PROBLEM TO WORK ON: The answer must consist of every line from the entries below that contains the word "ApiDoc".

==== INPUT DATA ====

//! OpenAPI Specification Generator Binary
//!
//! Prints the CyberDash OpenAPI documentification as JSON to stdout.
//!
//! Usage:
//!   cargo run -p cyberdash-api --bin generate-openapi > openapi.json

use cyberdash_api::ApiDoc;

fn main() {
    match ApiDoc::to_json() {
        Ok(json) => println!("{}", json),
        Err(e) => {
            eprintln!("Failed to serialize OpenAPI document: {}", e);
            std::process::exit(1);
        }
    }
}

====

RESULT:
use cyberdash_api::ApiDoc;
    match ApiDoc::to_json() {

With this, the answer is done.